Jimi was a product, as Mark alludes, of many bits and pieces of
experiences and talent.  He came of age when America, on many fronts,
was in turmoil.  Jimi past influences notwithstanding, he was, I
believe, an amplified embodiment of a new consciousness.  

I think Jimi wholeheartedly embraced the new peace & love ethos and
that this wasn't an act. Steve quotes Jimi's girlfriend, Faye Pridgeon,
in 1964: "he chain-smoked, ate badly, and never dressed adequately for
the weather, but had a warmth, that none of the other fast-rapping
dudes had." Later, I also think Jimi tried to minimize involvement in
the politicized Black Power movement, though in many ways he agreed
with the aims. Maybe, this was because his managers discouraged such
association, but I think it had more to do with the fact that this
wasn't the way Jimi wanted to engage the world.

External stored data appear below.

use alloc::alloc::{handle_alloc_error, Layout};
use alloc::vec::Vec;
use bytemuck::{Pod, Zeroable};
use crate::palette::Palette;

/// Storage unit that gives pixel buffers the 64-byte alignment DMA needs.
#[derive(Copy, Clone, Pod, Zeroable)]
#[repr(C, align(64))]
struct Line([u8; 64]);

/// An 8-bit indexed framebuffer and the palette its indices refer to.
///
/// Rows are `pitch` bytes apart; only the first `width` bytes of each are
/// visible. The buffer is exactly `pitch * height` bytes.
pub struct Surface {
    storage: Vec<Line>,
    width: usize,
    height: usize,
    pitch: usize,
    palette: Palette,
}

impl Surface {
    pub fn create(width: u16, height: u16, palette: Palette) -> Self {
        Self::with_pitch(width, height, width, palette)
    }

    /// Allocates a zeroed buffer. Running out of memory here aborts; there is
    /// nothing sensible to fall back to.
    pub fn with_pitch(width: u16, height: u16, pitch: u16, palette: Palette) -> Self {
        assert!(pitch >= width, "pitch {} narrower than width {}", pitch, width);

        let len = pitch as usize * height as usize;
        let lines = len.div_ceil(64);

        let mut storage = Vec::new();
        if storage.try_reserve_exact(lines).is_err() {
            handle_alloc_error(Layout::array::<Line>(lines).unwrap_or_else(|_| Layout::new::<Line>()));
        }
        storage.resize(lines, Line::zeroed());

        Self {
            storage,
            width: width as usize,
            height: height as usize,
            pitch: pitch as usize,
            palette,
        }
    }

    pub fn width(&self) -> usize {
        self.width
    }

    pub fn height(&self) -> usize {
        self.height
    }

    pub fn pitch(&self) -> usize {
        self.pitch
    }

    pub fn byte_len(&self) -> usize {
        self.pitch * self.height
    }

    pub fn palette(&self) -> &Palette {
        &self.palette
    }

    pub fn palette_mut(&mut self) -> &mut Palette {
        &mut self.palette
    }

    /// The whole buffer, padding included, as the coprocessor reads it.
    pub fn pixels(&self) -> &[u8] {
        &bytemuck::cast_slice::<Line, u8>(&self.storage)[..self.byte_len()]
    }

    pub fn pixels_mut(&mut self) -> &mut [u8] {
        let len = self.byte_len();
        &mut bytemuck::cast_slice_mut::<Line, u8>(&mut self.storage)[..len]
    }

    pub fn row(&self, y: usize) -> &[u8] {
        let start = y * self.pitch;
        &self.pixels()[start..start + self.width]
    }

    pub fn row_mut(&mut self, y: usize) -> &mut [u8] {
        let (start, width) = (y * self.pitch, self.width);
        &mut self.pixels_mut()[start..start + width]
    }

    pub fn rows(&self) -> impl Iterator<Item = &[u8]> {
        let width = self.width;
        self.pixels().chunks(self.pitch).map(move |r| &r[..width])
    }

    pub fn rows_mut(&mut self) -> impl Iterator<Item = &mut [u8]> {
        let (width, pitch) = (self.width, self.pitch);
        self.pixels_mut().chunks_mut(pitch).map(move |r| &mut r[..width])
    }

    pub fn get(&self, x: usize, y: usize) -> Option<u8> {
        if x >= self.width || y >= self.height {
            return None
        }
        Some(self.pixels()[y * self.pitch + x])
    }

    /// Writes one pixel; out-of-bounds writes are dropped.
    pub fn set(&mut self, x: usize, y: usize, value: u8) {
        if x < self.width && y < self.height {
            let pitch = self.pitch;
            self.pixels_mut()[y * pitch + x] = value;
        }
    }

    pub fn fill(&mut self, value: u8) {
        self.pixels_mut().fill(value);
    }

    /// Copies a tightly packed `width * height` image in. A short source
    /// fills as many rows as it covers.
    pub fn copy_from(&mut self, src: &[u8]) {
        let width = self.width;
        for (dst, src) in self.rows_mut().zip(src.chunks(width)) {
            dst[..src.len()].copy_from_slice(src);
        }
    }
}

#[cfg(test)]
mod tests {
    use super::*;

    #[test]
    fn buffer_is_dma_aligned_and_sized() {
        let s = Surface::create(320, 200, Palette::black());
        assert_eq!(s.pixels().len(), 64000);
        assert_eq!(s.pixels().as_ptr() as usize % 64, 0);
        assert!(s.pixels().iter().all(|p| *p == 0));
    }

    #[test]
    fn pitch_pads_rows() {
        let mut s = Surface::with_pitch(6, 3, 8, Palette::black());
        assert_eq!(s.byte_len(), 24);
        s.fill(1);
        s.row_mut(1).copy_from_slice(&[2; 6]);
        assert_eq!(s.row(1), &[2; 6]);
        assert_eq!(&s.pixels()[8..16], &[2, 2, 2, 2, 2, 2, 1, 1]);
        assert_eq!(s.rows().count(), 3);
        assert_eq!(s.get(6, 0), None);
        assert_eq!(s.get(5, 1), Some(2));
    }

    #[test]
    fn copy_from_respects_pitch() {
        let mut s = Surface::with_pitch(2, 2, 4, Palette::black());
        s.copy_from(&[1, 2, 3, 4]);
        assert_eq!(s.pixels(), &[1, 2, 0, 0, 3, 4, 0, 0]);

        s.copy_from(&[9, 9, 9]);
        assert_eq!(s.pixels(), &[9, 9, 0, 0, 9, 4, 0, 0]);
    }

    #[test]
    fn set_ignores_out_of_bounds() {
        let mut s = Surface::create(4, 4, Palette::black());
        s.set(4, 0, 7);
        s.set(0, 4, 7);
        s.set(3, 3, 7);
        assert_eq!(s.pixels().iter().filter(|p| **p == 7).count(), 1);
    }
}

I think Jimi's song "If 6 were 9" is anthemic of an individualistic
stance that was also very much Dionysian in its opposition to the
"Apollonian" establishment: 

Got my own world to live through
And I aint gonna copy you.

if six turned out to be nine
Oh I dont mind, I dont mind
If all the hippies cut off all their hair
Oh I dont care, oh I dont care.
Dig.

cause Ive got my own world to live through and uh, huh
And I aint gonna copy you.

White collar conservative flashin down the street
Pointing their plastic finger at me, ha !
They're hoping soon my kind will drop and die but
I'm gonna wave my freak flag high, high !

Don't nobody know what I'm talkin about
I've got my own life to live
I'm the one that's gonna die when its time for me to die
So let me live my life the way I want to
Yeah, sing on brother, play on drummer


Also, Jimi's version of "The Star Spangled Banner" especially when
segued with "Machine Gun" in how it satirizes, non-verbally, the
national anthem, has been called the most anthemic song of the late
'60s era, and artistically brilliant.  Jimi expressed his anger and
frustrations through his music, but, as much as he could ground
himself, it was with his core warmth and sweet underlying demeanor.  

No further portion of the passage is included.